The American Well system acts as a broker, matching up patients who call or log in with an available primary care physician or relevant specialist within a couple of minutes at most. A patient could request, say, a Spanish-speaking pediatrician or a female obstetrician, or could simply view all of the currently available physicians, read their bios, see their consumer satisfaction ratings, and then make their choice.
Roy Schoenberg, who founded American Well with his brother Ido (both are doctors), stresses that the system matches patients only with licensed physicians in their provider network. So if you log or call in at 11 pm because your baby is running a fever, you might not be able to connect with your regular pediatrician, but you would be connected with one of his or her colleagues. Continuing that example, if you were using a Webcam and could hold the baby up to the camera, the doctor could see the general state of the child and look for any telltale rashes.

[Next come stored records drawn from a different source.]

// Copyright (C) 2025 Vince Vasta
// SPDX-License-Identifier: Apache-2.0

//! Automated match client.
use anyhow::{Result, bail};
use log::{debug, info};
use rand::{SeedableRng, rngs::StdRng};
use tokio::{
    sync::broadcast,
    time::{self, Duration},
};

use ofc_core::{
    board::{Board, RowKind},
    config::MatchConfig,
    engine::{Engine, Phase, Snapshot},
    poker::{Card, Chips},
    scoring::{Side, settle},
};

use crate::{Config, Standings};

/// A strategy for the human seat.
pub trait Strategy: Send + 'static {
    /// The amount to wager for the next round.
    fn wager(&mut self, snapshot: &Snapshot) -> Chips;

    /// Picks a card from the hand and an empty slot for it.
    fn place(&mut self, hand: &[Card], board: &Board) -> Option<(Card, RowKind, usize)>;
}

/// Plays tournaments against the engine opponent.
pub struct Client<S: Strategy> {
    engine: Engine,
    strategy: S,
    tournaments: u32,
    pace: Duration,
    standings: Standings,
    shutdown_broadcast_rx: broadcast::Receiver<()>,
}

impl<S: Strategy> Client<S> {
    /// Creates a new client.
    pub fn new(
        config: &Config,
        strategy: S,
        shutdown_broadcast_rx: broadcast::Receiver<()>,
    ) -> Self {
        let engine = match config.seed {
            Some(seed) => Engine::with_rng(MatchConfig::default(), StdRng::seed_from_u64(seed)),
            None => Engine::new(),
        };

        Self {
            engine,
            strategy,
            tournaments: config.tournaments,
            pace: config.pace,
            standings: Standings::default(),
            shutdown_broadcast_rx,
        }
    }

    /// Runs the client until all tournaments are played or shutdown.
    pub async fn run(&mut self) -> Result<Standings> {
        loop {
            if self.is_done() {
                return Ok(self.standings.clone());
            }

            if self.is_placing() {
                let pace = self.pace;
                tokio::select! {
                    _ = self.shutdown_broadcast_rx.recv() => {
                        info!("Client shutdown after {} rounds", self.standings.rounds);
                        return Ok(self.standings.clone());
                    }
                    _ = time::sleep(pace) => {}
                }
            }

            self.step()?;
        }
    }

    fn is_done(&self) -> bool {
        self.standings.busted || self.standings.tournaments >= self.tournaments
    }

    fn is_placing(&self) -> bool {
        matches!(self.engine.phase(), Phase::Placement | Phase::Drawing)
    }

    /// Executes one action on the engine.
    fn step(&mut self) -> Result<()> {
        match self.engine.phase() {
            Phase::Start => self.engine.begin()?,
            Phase::Betting => self.bet()?,
            Phase::Placement | Phase::Drawing => self.place()?,
            Phase::GameOver => self.end_round()?,
            Phase::Scoring => bail!("Round left in the scoring phase"),
        }

        Ok(())
    }

    fn bet(&mut self) -> Result<()> {
        let wager = self.strategy.wager(&self.engine.snapshot());
        if commit_wager(&mut self.engine, wager)?.is_zero() {
            info!(
                "Bankroll {} too short for a bet",
                self.engine.bankrolls().human
            );
            self.standings.busted = true;
            return Ok(());
        }

        self.engine.lock_bets_and_deal()?;
        Ok(())
    }

    fn place(&mut self) -> Result<()> {
        let human = self.engine.human();
        let Some((card, row, slot)) = self.strategy.place(&human.hand, &human.board) else {
            bail!("No placement for hand {:?}", human.hand);
        };

        debug!("Placing {card} in {row} slot {slot}");
        self.engine.place_human_card(card.id(), row, slot)?;
        Ok(())
    }

    fn end_round(&mut self) -> Result<()> {
        if let Some(score) = self.engine.score() {
            let bets = self.engine.bets();
            let settlement = settle(
                score.human.total,
                score.opponent.total,
                bets.human,
                bets.opponent,
            );

            let standings = &mut self.standings;
            standings.rounds += 1;
            standings.net += settlement.human_net;
            standings.fouls += u32::from(score.human_fouled);
            match settlement.winner {
                Some(Side::Human) => standings.wins += 1,
                Some(Side::Opponent) => standings.losses += 1,
                None => standings.pushes += 1,
            }
        }

        if self.engine.is_tournament_over() {
            self.standings.tournaments += 1;

            let bankrolls = self.engine.bankrolls();
            info!(
                "Tournament {} final bankrolls human {} opponent {}",
                self.standings.tournaments, bankrolls.human, bankrolls.opponent
            );

            if self.is_done() {
                return Ok(());
            }
        }

        self.engine.advance_after_game_over()?;
        Ok(())
    }
}

/// Commits chips for a wager from the largest denomination, returns the amount
/// committed which is less than the wager if the bankroll is short.
pub fn commit_wager(engine: &mut Engine, wager: Chips) -> Result<Chips> {
    let mut chips = engine.config().chip_values;
    chips.sort_by(|a, b| b.cmp(a));

    let mut committed = Chips::ZERO;
    for chip in chips {
        while committed + chip <= wager && chip <= engine.bankrolls().human {
            engine.commit_bet(chip)?;
            committed += chip;
        }
    }

    Ok(committed)
}
// Copyright (C) 2025 Vince Vasta
// SPDX-License-Identifier: Apache-2.0

//! Opponent cards placement.
//!
//! The opponent places each card with an ordered table of rules, the first rule
//! that matches the card and has room in its row picks the row. Strong cards
//! build the back row, cards that pair a rank already on the board join it, and
//! the remaining cards are spread by rank from the back to the front.
use log::{debug, warn};

use crate::{
    board::{Board, RowKind},
    poker::{Card, Rank},
};

/// A cards placement policy.
pub trait PlacementPolicy {
    /// Chooses the row for a card given the board.
    fn choose_row(&self, card: Card, board: &Board) -> RowKind;

    /// Places a batch of cards on the board.
    ///
    /// Cards are placed from the highest rank so that strong cards claim the
    /// back row first, each card goes in the first empty slot of its row. If the
    /// chosen row is full the card spills over to the first row with room from
    /// the back, if the board is full the card is dropped.
    fn perform_move(&self, board: &mut Board, cards: &[Card]) {
        let mut cards = cards.to_vec();
        cards.sort_by(|a, b| b.rank().cmp(&a.rank()));

        for card in cards {
            let chosen = self.choose_row(card, board);
            let Some(row) = Some(chosen)
                .filter(|r| !board.row(*r).is_full())
                .or_else(|| spill_over(board))
            else {
                warn!("No room on the board for {card}");
                continue;
            };

            if let Some(slot) = board.place_first_empty(row, card) {
                debug!("Placed {card} in {row} slot {slot}");
            }
        }
    }
}

/// The first row with room from the back.
pub fn spill_over(board: &Board) -> Option<RowKind> {
    [RowKind::Back, RowKind::Mid, RowKind::Front]
        .into_iter()
        .find(|r| !board.row(*r).is_full())
}

/// A placement rule.
struct Rule {
    /// The row this rule picks.
    row: RowKind,
    /// Checks if the rule applies to a card.
    applies: fn(Card, &Board) -> bool,
}

/// The rules in priority order.
static RULES: [Rule; 7] = [
    // High cards build the back row.
    Rule {
        row: RowKind::Back,
        applies: |card, _| card.rank() >= Rank::Queen,
    },
    // Pair up from the strongest row.
    Rule {
        row: RowKind::Back,
        applies: |card, board| board.row(RowKind::Back).has_rank(card.rank()),
    },
    Rule {
        row: RowKind::Mid,
        applies: |card, board| board.row(RowKind::Mid).has_rank(card.rank()),
    },
    Rule {
        row: RowKind::Front,
        applies: |card, board| board.row(RowKind::Front).has_rank(card.rank()),
    },
    // Fill by strength.
    Rule {
        row: RowKind::Back,
        applies: |card, _| card.rank() >= Rank::Ten,
    },
    Rule {
        row: RowKind::Mid,
        applies: |card, _| card.rank() >= Rank::Six && card.rank() < Rank::Queen,
    },
    Rule {
        row: RowKind::Front,
        applies: |card, _| card.rank() < Rank::Eight,
    },
];

/// The opponent placement heuristic.
#[derive(Debug, Clone, Copy, Default)]
pub struct HeuristicPlacement;

impl PlacementPolicy for HeuristicPlacement {
    fn choose_row(&self, card: Card, board: &Board) -> RowKind {
        RULES
            .iter()
            .find(|rule| !board.row(rule.row).is_full() && (rule.applies)(card, board))
            .map(|rule| rule.row)
            .or_else(|| spill_over(board))
            .unwrap_or(RowKind::Front)
    }
}

#[cfg(test)]
mod tests {
    use super::*;
    use crate::poker::Deck;
    use ahash::HashSet;
    use rand::{SeedableRng, rngs::StdRng};

    fn cards(s: &str) -> Vec<Card> {
        s.split_whitespace().map(|c| c.parse().unwrap()).collect()
    }

    fn card(s: &str) -> Card {
        s.parse().unwrap()
    }

    fn fill(board: &mut Board, kind: RowKind, s: &str) {
        for c in cards(s) {
            board.place_first_empty(kind, c).unwrap();
        }
    }

    #[test]
    fn opening_hand() {
        let mut board = Board::default();
        HeuristicPlacement.perform_move(&mut board, &cards("4S 7C AH 2H KD"));

        assert_eq!(board.row(RowKind::Back).cards(), cards("AH KD"));
        assert_eq!(board.row(RowKind::Mid).cards(), cards("7C"));
        assert_eq!(board.row(RowKind::Front).cards(), cards("4S 2H"));
        assert_eq!(board.placed(), 5);
    }

    #[test]
    fn high_cards_go_back() {
        let board = Board::default();
        let policy = HeuristicPlacement;
        assert_eq!(policy.choose_row(card("QH"), &board), RowKind::Back);
        assert_eq!(policy.choose_row(card("TH"), &board), RowKind::Back);
        assert_eq!(policy.choose_row(card("9H"), &board), RowKind::Mid);
        assert_eq!(policy.choose_row(card("6H"), &board), RowKind::Mid);
        assert_eq!(policy.choose_row(card("5H"), &board), RowKind::Front);
    }

    #[test]
    fn pairs_follow_rank() {
        let policy = HeuristicPlacement;
        let mut board = Board::default();
        fill(&mut board, RowKind::Back, "9C");
        fill(&mut board, RowKind::Mid, "3C");
        fill(&mut board, RowKind::Front, "JC");

        // A medium card pairs in the back.
        assert_eq!(policy.choose_row(card("9H"), &board), RowKind::Back);
        // A low card pairs in the middle.
        assert_eq!(policy.choose_row(card("3H"), &board), RowKind::Mid);
        // A jack pairs in the front before filling by strength.
        assert_eq!(policy.choose_row(card("JH"), &board), RowKind::Front);
        // A queen goes back before pairing.
        fill(&mut board, RowKind::Front, "QC");
        assert_eq!(policy.choose_row(card("QH"), &board), RowKind::Back);
    }

    #[test]
    fn full_rows_are_skipped() {
        let policy = HeuristicPlacement;
        let mut board = Board::default();
        fill(&mut board, RowKind::Back, "AC AD KC KD 2C");

        // Queen with a full back row falls to the fallback, the middle row.
        assert_eq!(policy.choose_row(card("QH"), &board), RowKind::Mid);
        // A deuce can't pair in the back.
        assert_eq!(policy.choose_row(card("2H"), &board), RowKind::Front);

        fill(&mut board, RowKind::Front, "3C 4C 5C");
        assert_eq!(policy.choose_row(card("2H"), &board), RowKind::Mid);

        fill(&mut board, RowKind::Mid, "6C 7C 8C 9C TC");
        assert!(board.is_full());
        assert_eq!(spill_over(&board), None);

        // Placing on a full board is a no-op.
        let before = board.clone();
        policy.perform_move(&mut board, &cards("JH"));
        assert_eq!(board, before);
    }

    #[test]
    fn spill_over_order() {
        let mut board = Board::default();
        assert_eq!(spill_over(&board), Some(RowKind::Back));

        fill(&mut board, RowKind::Back, "AC AD KC KD 2C");
        assert_eq!(spill_over(&board), Some(RowKind::Mid));

        fill(&mut board, RowKind::Mid, "6C 7C 8C 9C TC");
        assert_eq!(spill_over(&board), Some(RowKind::Front));
    }

    #[test]
    fn batch_respects_capacity() {
        let mut board = Board::default();
        HeuristicPlacement.perform_move(&mut board, &cards("AH AD AC AS KH"));
        assert_eq!(board.row(RowKind::Back).len(), 5);

        // Back is full, high cards spill to the middle.
        HeuristicPlacement.perform_move(&mut board, &cards("KD KC"));
        assert_eq!(board.row(RowKind::Mid).cards(), cards("KD KC"));
    }

    #[test]
    fn full_round_fills_board() {
        for seed in 0..200 {
            let mut rng = StdRng::seed_from_u64(seed);
            let mut deck = Deck::new_and_shuffled(&mut rng);
            let mut board = Board::default();

            let opening = deck.deal(5).unwrap();
            HeuristicPlacement.perform_move(&mut board, &opening);
            assert_eq!(board.placed(), 5);

            while !board.is_full() {
                let drawn = deck.deal(1).unwrap();
                HeuristicPlacement.perform_move(&mut board, &drawn);
            }

            assert_eq!(board.placed(), Board::SIZE);
            for row in board.rows() {
                assert!(row.len() <= row.kind().capacity());
            }

            let unique = board
                .rows()
                .flat_map(|r| r.cards())
                .map(|c| c.id())
                .collect::<HashSet<_>>();
            assert_eq!(unique.len(), Board::SIZE);
        }
    }
}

The system allows a patient to show the physician his or her whole medical record or just relevant lab results, and allows the physician to prescribe most drugs. At the end of the session, a summary is automatically sent to the patient’s primary care physician.

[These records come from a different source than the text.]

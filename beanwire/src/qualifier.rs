//! Qualifiers narrow down the candidates for a bean request when more than one bean exposes the
//! requested type. Selection of a single candidate then follows a fixed order: a unique primary
//! bean wins, otherwise secondary beans are discarded, and whatever remains needs to be a single
//! candidate.
//!
//! ## Named matching
//!
//! [Qualifier::Named] first looks for beans declared with exactly the given name. If there are
//! none, the bean type names are compared instead, ignoring case, `_` and `-`. Both the name
//! itself and the name followed by the requested type are accepted, so `v8` matches a
//! `V8Engine` bean when `dyn Engine` is requested.

use crate::bean::{BeanRequest, BeanType, Cardinality};
use crate::error::BeanContextError;
use crate::registry::BeanDefinitionPtr;
use itertools::Itertools;
use std::any::TypeId;
use std::fmt::{Display, Formatter};

/// Answers subtype questions for type argument matching.
pub trait TypeHierarchy {
    /// Checks if a value of type `from` can be used where `to` is expected.
    fn is_assignable(&self, from: TypeId, to: TypeId) -> bool;
}

#[derive(Clone, Copy, Debug, Eq, PartialEq, Hash)]
pub enum TypeArgument {
    Exact(BeanType),
    Wildcard,
}

impl TypeArgument {
    pub fn of<T: ?Sized + 'static>() -> Self {
        Self::Exact(BeanType::of::<T>())
    }
}

impl Display for TypeArgument {
    fn fmt(&self, f: &mut Formatter<'_>) -> std::fmt::Result {
        match self {
            TypeArgument::Exact(bean_type) => write!(f, "{bean_type}"),
            TypeArgument::Wildcard => f.write_str("?"),
        }
    }
}

/// Predicate narrowing a set of candidate beans.
#[derive(Clone, Debug, Eq, PartialEq, Hash)]
pub enum Qualifier {
    Named(String),
    /// Candidates whose bean type is exactly the given one.
    Type(BeanType),
    Annotation(String),
    TypeArguments(Vec<TypeArgument>),
    Any,
    /// Conjunction of qualifiers.
    All(Vec<Qualifier>),
}

impl Qualifier {
    pub fn named<T: ToString>(name: T) -> Self {
        Self::Named(name.to_string())
    }

    pub fn by_type<T: ?Sized + 'static>() -> Self {
        Self::Type(BeanType::of::<T>())
    }

    pub fn annotation<T: ToString>(annotation: T) -> Self {
        Self::Annotation(annotation.to_string())
    }

    /// Combines two qualifiers into a conjunction.
    pub fn and(self, other: Qualifier) -> Self {
        match (self, other) {
            (Qualifier::Any, qualifier) | (qualifier, Qualifier::Any) => qualifier,
            (Qualifier::All(mut first), Qualifier::All(second)) => {
                first.extend(second);
                Qualifier::All(first)
            }
            (Qualifier::All(mut first), second) => {
                first.push(second);
                Qualifier::All(first)
            }
            (first, Qualifier::All(mut second)) => {
                second.insert(0, first);
                Qualifier::All(second)
            }
            (first, second) => Qualifier::All(vec![first, second]),
        }
    }

    /// Returns the candidates satisfying this qualifier, preserving their relative order.
    pub fn filter(
        &self,
        requested: &BeanType,
        candidates: Vec<BeanDefinitionPtr>,
        hierarchy: &dyn TypeHierarchy,
    ) -> Vec<BeanDefinitionPtr> {
        match self {
            Qualifier::Named(name) => {
                let (exact, other): (Vec<_>, Vec<_>) = candidates
                    .into_iter()
                    .partition(|candidate| candidate.name.as_deref() == Some(name.as_str()));

                if !exact.is_empty() {
                    return exact;
                }

                let name = normalize(name);
                let qualified_name = format!("{}{}", name, normalize(requested.simple_name()));
                other
                    .into_iter()
                    .filter(|candidate| {
                        let type_name = normalize(candidate.bean_type.simple_name());
                        type_name == name || type_name == qualified_name
                    })
                    .collect()
            }
            Qualifier::Type(bean_type) => candidates
                .into_iter()
                .filter(|candidate| candidate.bean_type == *bean_type)
                .collect(),
            Qualifier::Annotation(annotation) => candidates
                .into_iter()
                .filter(|candidate| candidate.annotations.contains(annotation))
                .collect(),
            Qualifier::TypeArguments(arguments) => candidates
                .into_iter()
                .filter(|candidate| {
                    candidate.type_arguments.len() == arguments.len()
                        && candidate.type_arguments.iter().zip(arguments).all(
                            |(actual, expected)| match expected {
                                TypeArgument::Wildcard => true,
                                TypeArgument::Exact(expected) => {
                                    hierarchy.is_assignable(actual.id(), expected.id())
                                }
                            },
                        )
                })
                .collect(),
            Qualifier::Any => candidates,
            Qualifier::All(qualifiers) => qualifiers
                .iter()
                .fold(candidates, |candidates, qualifier| {
                    qualifier.filter(requested, candidates, hierarchy)
                }),
        }
    }
}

To be clear, no one – including American Well and its existing Blue Cross customers in Hawaii and Minnesota -- sees online care as a replacement for in-office visits. Some health situations require a visit to the doctor’s office. But as BCBS Minnesota’s Geraghty says, “many visits happen because that’s the way that the provider is paid, but it often isn’t needed.”
So while some health care needs still require a visit to the doctor’s office, many issues can be addressed through a virtual meeting. And that can be a win for everyone. Physicians benefit because they’re able to work more hours by making themselves available during a cancelled appointment, say, or at home after dinner. Insurance companies gain because it shifts care away from more expensive sites such as the hospital emergency room and the doctors’ office. And patients benefit from being able to talk to a physician almost immediately without leaving home or the office.

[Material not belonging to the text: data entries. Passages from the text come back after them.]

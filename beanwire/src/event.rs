//! Lifecycle events published by [BeanContext](crate::context::BeanContext).

use crate::bean::BeanIdentifier;
#[cfg(test)]
use mockall::automock;
use std::sync::Arc;
use tracing::trace;

pub type ContextEventListenerPtr = Arc<dyn ContextEventListener + Send + Sync>;

#[derive(Clone, Debug, Eq, PartialEq)]
pub enum ContextEvent {
    /// All eager beans have been created.
    Started,
    BeanCreated(BeanIdentifier),
    BeanDestroyed(BeanIdentifier),
    /// All cached beans have been destroyed.
    Stopped,
}

#[cfg_attr(test, automock)]
pub trait ContextEventListener {
    fn on_event(&self, event: &ContextEvent);
}

/// Delivers events to listeners synchronously, in registration order.
#[derive(Clone, Default)]
pub struct EventPublisher {
    listeners: Vec<ContextEventListenerPtr>,
}

impl EventPublisher {
    pub fn new(listeners: Vec<ContextEventListenerPtr>) -> Self {
        Self { listeners }
    }

    pub fn publish(&self, event: ContextEvent) {
        trace!(?event, "Publishing context event");
        for listener in &self.listeners {
            listener.on_event(&event);
        }
    }
}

“Hawaii is essentially a rural state, and it is difficult for patients to access physicians, particularly specialists, who might be located on a different island,” says Joanne Galimi, a medical and insurance analyst and vice president at Gartner, the Boston-based research firm. “In that environment, online care makes a lot of sense.”
According to a report by Galimi, the American Well system went live in Hawaii “on time and within budget” on January 15. Michael Stollar, vice president of marketing and communications for Hawaii Medical Service Administration, says that, three months in, it’s too early to know the impact of the online care option. “What we can say is that we have had thousands of enrollees and hundreds of consultations,” he says. That suggests a rather slow start, given that HMSA has opened the program to all Hawaii residents, not just its 700,000 members. “We knew that the introduction of such significant change would be a marathon effort, not a sprint,” says Stollar.
For its part, Blue Cross Minnesota will first run a pilot of the service with its 10,000 employees and family members, rolling it out across its network of 2.8 million members as soon as 2010. CEO Geraghty says that during the test phase, his team will be evaluating customer and provider satisfaction, as well as impact on cost, quality of care, and worker productivity. “Our HR folks are very interested in this, because when an employee has to go to the doctor’s office it could take half the day.” Geraghty has also gotten a positive response from a number of large Minnesota employers. “They have been eagerly saying ‘we’d like to be your first client,’” he adds.
Meanwhile, American Well is continuing to sign on clients of its own. Schoenberg won’t name names, but he tells me, “You’re going to see a tidal wave of adoption by other health plans around the country.”